Requirement.
Up to and including the line with "fn strip_scheme(link: &str)", please reproduce the lines below exactly, beginning with the first.

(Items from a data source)
Segment Open

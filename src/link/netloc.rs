/// Removes a `//`-delimited scheme prefix from a link
///
/// Everything up to and including the first `"//"` is dropped. Links without `"//"` are
/// returned unchanged.
fn strip_scheme(link: &str) -> &str {
    link.split_once("//").map_or(link, |(_, remainder)| remainder)
}

/// Extracts the network location of a link
///
/// The netloc is whatever follows the scheme up to the first `/`. It may still carry a port,
/// and for relative links it is a bare path segment (or empty).
///
/// # Examples
///
/// ```
/// use krawler::link::netloc_of;
///
/// assert_eq!(netloc_of("https://www.example.com:8080/a/b"), "www.example.com:8080");
/// assert_eq!(netloc_of("example.com/a"), "example.com");
/// assert_eq!(netloc_of("/a/b"), "");
/// assert_eq!(netloc_of("a/b"), "a");
/// ```
pub fn netloc_of(link: &str) -> &str {
    let remainder = strip_scheme(link);
    remainder
        .split_once('/')
        .map_or(remainder, |(netloc, _)| netloc)
}

/// Extracts the hostname of a link (the netloc without any `:port` suffix)
///
/// # Examples
///
/// ```
/// use krawler::link::hostname_of;
///
/// assert_eq!(hostname_of("http://www.example.com:8080/path"), "www.example.com");
/// assert_eq!(hostname_of("//cdn.example.com/lib.js"), "cdn.example.com");
/// ```
pub fn hostname_of(link: &str) -> &str {
    let netloc = netloc_of(link);
    netloc.split_once(':').map_or(netloc, |(hostname, _)| hostname)
}

/// Returns the part of a link after its host, without the separating `/`
///
/// Returns `None` when the link has nothing beyond its host.
pub(crate) fn path_of(link: &str) -> Option<&str> {
    strip_scheme(link)
        .split_once('/')
        .map(|(_, path)| path)
        .filter(|path| !path.is_empty())
}

/// Checks whether an href is relative to the page it was found on
///
/// A link is relative when its netloc is empty, `.`, `..`, or contains no `.` at all; that
/// is, it looks like a path segment rather than a dotted hostname.
///
/// # Examples
///
/// ```
/// use krawler::link::is_relative_link;
///
/// assert!(is_relative_link("/a/b"));
/// assert!(is_relative_link("./a"));
/// assert!(is_relative_link("../a"));
/// assert!(is_relative_link("relative/path"));
/// assert!(!is_relative_link("example.com/a"));
/// assert!(!is_relative_link("//third-party.com"));
/// ```
pub fn is_relative_link(link: &str) -> bool {
    let netloc = netloc_of(link);
    netloc.is_empty() || netloc == "." || netloc == ".." || !netloc.contains('.')
}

Segment Closed

Expected answer.
filename src/link/netloc.rs
/// Removes a `//`-delimited scheme prefix from a link
///
/// Everything up to and including the first `"//"` is dropped. Links without `"//"` are
/// returned unchanged.
fn strip_scheme(link: &str) -> &str {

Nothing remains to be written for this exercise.